Could you output the entire listing without altering anything?

● RECORDS SHOWN:
-*-*-

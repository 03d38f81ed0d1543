//! Registration handlers - conference attendance and the session wishlist.
//!
//! Every transition runs in one transaction that locks the profile (and the
//! conference, when seats move) before applying the in-memory transition and
//! writing both sides back.

use sqlx::PgPool;
use summit_engine::registration;

use crate::auth::AuthUser;
use crate::db;
use crate::error::{ApiError, Result};
use crate::handlers::conference::{conference_id, conference_to_form, ConferenceForms};
use crate::handlers::session::{session_id, session_to_form, SessionForms};
use crate::handlers::BooleanMessage;

/// Register the caller for a conference.
pub async fn handle_register(
    pool: &PgPool,
    auth: &AuthUser,
    websafe_key: &str,
) -> Result<BooleanMessage> {
    let id = conference_id(websafe_key)?;

    let mut tx = pool.begin().await?;

    let mut profile = db::profiles::get_or_create_for_update(&mut tx, auth).await?;
    let mut conference = db::conferences::get_for_update(&mut *tx, id)
        .await?
        .ok_or_else(|| ApiError::NotFound(websafe_key.to_string()))?
        .to_conference()?;

    let registered = registration::register(&mut profile, &mut conference)?;

    db::profiles::update(&mut *tx, &profile).await?;
    db::conferences::update_seats(&mut *tx, id, conference.seats_available).await?;
    tx.commit().await?;

    Ok(BooleanMessage { data: registered })
}

/// Unregister the caller from a conference. Leaving a conference the
/// caller never joined succeeds with `false`.
pub async fn handle_unregister(
    pool: &PgPool,
    auth: &AuthUser,
    websafe_key: &str,
) -> Result<BooleanMessage> {
    let id = conference_id(websafe_key)?;

    let mut tx = pool.begin().await?;

    let mut profile = db::profiles::get_or_create_for_update(&mut tx, auth).await?;
    let mut conference = db::conferences::get_for_update(&mut *tx, id)
        .await?
        .ok_or_else(|| ApiError::NotFound(websafe_key.to_string()))?
        .to_conference()?;

    let unregistered = registration::unregister(&mut profile, &mut conference)?;

    if unregistered {
        db::profiles::update(&mut *tx, &profile).await?;
        db::conferences::update_seats(&mut *tx, id, conference.seats_available).await?;
    }
    tx.commit().await?;

    Ok(BooleanMessage { data: unregistered })
}

/// All conferences the caller is registered for.
pub async fn handle_attending(pool: &PgPool, auth: &AuthUser) -> Result<ConferenceForms> {
    let mut conn = pool.acquire().await?;
    let profile = db::profiles::get_or_create(&mut conn, auth).await?;

    let mut ids = Vec::with_capacity(profile.conference_keys_to_attend.len());
    for key in &profile.conference_keys_to_attend {
        ids.push(conference_id(key)?);
    }

    let rows = db::conferences::get_many(&mut *conn, &ids).await?;

    let organizer_ids: Vec<String> = rows
        .iter()
        .map(|row| row.organizer_user_id.clone())
        .collect();
    let names = db::profiles::display_names(&mut *conn, &organizer_ids).await?;

    let mut items = Vec::with_capacity(rows.len());
    for row in rows {
        let display_name = names
            .get(&row.organizer_user_id)
            .map(String::as_str)
            .unwrap_or_default();
        items.push(conference_to_form(&row.to_conference()?, display_name));
    }
    Ok(ConferenceForms { items })
}

/// Add a session to the caller's wishlist.
pub async fn handle_wishlist_add(
    pool: &PgPool,
    auth: &AuthUser,
    websafe_key: &str,
) -> Result<BooleanMessage> {
    let id = session_id(websafe_key)?;

    let mut tx = pool.begin().await?;

    let mut profile = db::profiles::get_or_create_for_update(&mut tx, auth).await?;
    let session = db::sessions::get(&mut *tx, id)
        .await?
        .ok_or_else(|| ApiError::NotFound(websafe_key.to_string()))?
        .to_session();

    let added = registration::add_to_wishlist(&mut profile, &session)?;

    db::profiles::update(&mut *tx, &profile).await?;
    tx.commit().await?;

    Ok(BooleanMessage { data: added })
}

/// Remove a session from the caller's wishlist. Removing a session that
/// was never wishlisted is a conflict.
pub async fn handle_wishlist_remove(
    pool: &PgPool,
    auth: &AuthUser,
    websafe_key: &str,
) -> Result<BooleanMessage> {
    let id = session_id(websafe_key)?;

    let mut tx = pool.begin().await?;

    let mut profile = db::profiles::get_or_create_for_update(&mut tx, auth).await?;
    let session = db::sessions::get(&mut *tx, id)
        .await?
        .ok_or_else(|| ApiError::NotFound(websafe_key.to_string()))?
        .to_session();

    let removed = registration::remove_from_wishlist(&mut profile, &session)?;

    db::profiles::update(&mut *tx, &profile).await?;
    tx.commit().await?;

    Ok(BooleanMessage { data: removed })
}

/// All sessions in the caller's wishlist.
pub async fn handle_wishlist(pool: &PgPool, auth: &AuthUser) -> Result<SessionForms> {
    let mut conn = pool.acquire().await?;
    let profile = db::profiles::get_or_create(&mut conn, auth).await?;

    let mut ids = Vec::with_capacity(profile.session_keys_in_wishlist.len());
    for key in &profile.session_keys_in_wishlist {
        ids.push(session_id(key)?);
    }

    let rows = db::sessions::get_many(&mut *conn, &ids).await?;
    let items = rows
        .iter()
        .map(|row| session_to_form(&row.to_session()))
        .collect();
    Ok(SessionForms { items })
}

-*-*-

● RESPONSE TO THE EXERCISE:
repository 03d38f81ed0d1543
//! Registration handlers - conference attendance and the session wishlist.
//!
//! Every transition runs in one transaction that locks the profile (and the
//! conference, when seats move) before applying the in-memory transition and
//! writing both sides back.

use sqlx::PgPool;
use summit_engine::registration;

use crate::auth::AuthUser;
use crate::db;
use crate::error::{ApiError, Result};
use crate::handlers::conference::{conference_id, conference_to_form, ConferenceForms};
use crate::handlers::session::{session_id, session_to_form, SessionForms};
use crate::handlers::BooleanMessage;

/// Register the caller for a conference.
pub async fn handle_register(
    pool: &PgPool,
    auth: &AuthUser,
    websafe_key: &str,
) -> Result<BooleanMessage> {
    let id = conference_id(websafe_key)?;

    let mut tx = pool.begin().await?;

    let mut profile = db::profiles::get_or_create_for_update(&mut tx, auth).await?;
    let mut conference = db::conferences::get_for_update(&mut *tx, id)
        .await?
        .ok_or_else(|| ApiError::NotFound(websafe_key.to_string()))?
        .to_conference()?;

    let registered = registration::register(&mut profile, &mut conference)?;

    db::profiles::update(&mut *tx, &profile).await?;
    db::conferences::update_seats(&mut *tx, id, conference.seats_available).await?;
    tx.commit().await?;

    Ok(BooleanMessage { data: registered })
}

/// Unregister the caller from a conference. Leaving a conference the
/// caller never joined succeeds with `false`.
pub async fn handle_unregister(
    pool: &PgPool,
    auth: &AuthUser,
    websafe_key: &str,
) -> Result<BooleanMessage> {
    let id = conference_id(websafe_key)?;

    let mut tx = pool.begin().await?;

    let mut profile = db::profiles::get_or_create_for_update(&mut tx, auth).await?;
    let mut conference = db::conferences::get_for_update(&mut *tx, id)
        .await?
        .ok_or_else(|| ApiError::NotFound(websafe_key.to_string()))?
        .to_conference()?;

    let unregistered = registration::unregister(&mut profile, &mut conference)?;

    if unregistered {
        db::profiles::update(&mut *tx, &profile).await?;
        db::conferences::update_seats(&mut *tx, id, conference.seats_available).await?;
    }
    tx.commit().await?;

    Ok(BooleanMessage { data: unregistered })
}

/// All conferences the caller is registered for.
pub async fn handle_attending(pool: &PgPool, auth: &AuthUser) -> Result<ConferenceForms> {
    let mut conn = pool.acquire().await?;
    let profile = db::profiles::get_or_create(&mut conn, auth).await?;

    let mut ids = Vec::with_capacity(profile.conference_keys_to_attend.len());
    for key in &profile.conference_keys_to_attend {
        ids.push(conference_id(key)?);
    }

    let rows = db::conferences::get_many(&mut *conn, &ids).await?;

    let organizer_ids: Vec<String> = rows
        .iter()
        .map(|row| row.organizer_user_id.clone())
        .collect();
    let names = db::profiles::display_names(&mut *conn, &organizer_ids).await?;

    let mut items = Vec::with_capacity(rows.len());
    for row in rows {
        let display_name = names
            .get(&row.organizer_user_id)
            .map(String::as_str)
            .unwrap_or_default();
        items.push(conference_to_form(&row.to_conference()?, display_name));
    }
    Ok(ConferenceForms { items })
}

/// Add a session to the caller's wishlist.
pub async fn handle_wishlist_add(
    pool: &PgPool,
    auth: &AuthUser,
    websafe_key: &str,
) -> Result<BooleanMessage> {
    let id = session_id(websafe_key)?;

    let mut tx = pool.begin().await?;

    let mut profile = db::profiles::get_or_create_for_update(&mut tx, auth).await?;
    let session = db::sessions::get(&mut *tx, id)
        .await?
        .ok_or_else(|| ApiError::NotFound(websafe_key.to_string()))?
        .to_session();

    let added = registration::add_to_wishlist(&mut profile, &session)?;

    db::profiles::update(&mut *tx, &profile).await?;
    tx.commit().await?;

    Ok(BooleanMessage { data: added })
}

/// Remove a session from the caller's wishlist. Removing a session that
/// was never wishlisted is a conflict.
pub async fn handle_wishlist_remove(
    pool: &PgPool,
    auth: &AuthUser,
    websafe_key: &str,
) -> Result<BooleanMessage> {
    let id = session_id(websafe_key)?;

    let mut tx = pool.begin().await?;

    let mut profile = db::profiles::get_or_create_for_update(&mut tx, auth).await?;
    let session = db::sessions::get(&mut *tx, id)
        .await?
        .ok_or_else(|| ApiError::NotFound(websafe_key.to_string()))?
        .to_session();

    let removed = registration::remove_from_wishlist(&mut profile, &session)?;

    db::profiles::update(&mut *tx, &profile).await?;
    tx.commit().await?;

    Ok(BooleanMessage { data: removed })
}

/// All sessions in the caller's wishlist.
pub async fn handle_wishlist(pool: &PgPool, auth: &AuthUser) -> Result<SessionForms> {
    let mut conn = pool.acquire().await?;
    let profile = db::profiles::get_or_create(&mut conn, auth).await?;

    let mut ids = Vec::with_capacity(profile.session_keys_in_wishlist.len());
    for key in &profile.session_keys_in_wishlist {
        ids.push(session_id(key)?);
    }

    let rows = db::sessions::get_many(&mut *conn, &ids).await?;
    let items = rows
        .iter()
        .map(|row| session_to_form(&row.to_session()))
        .collect();
    Ok(SessionForms { items })
}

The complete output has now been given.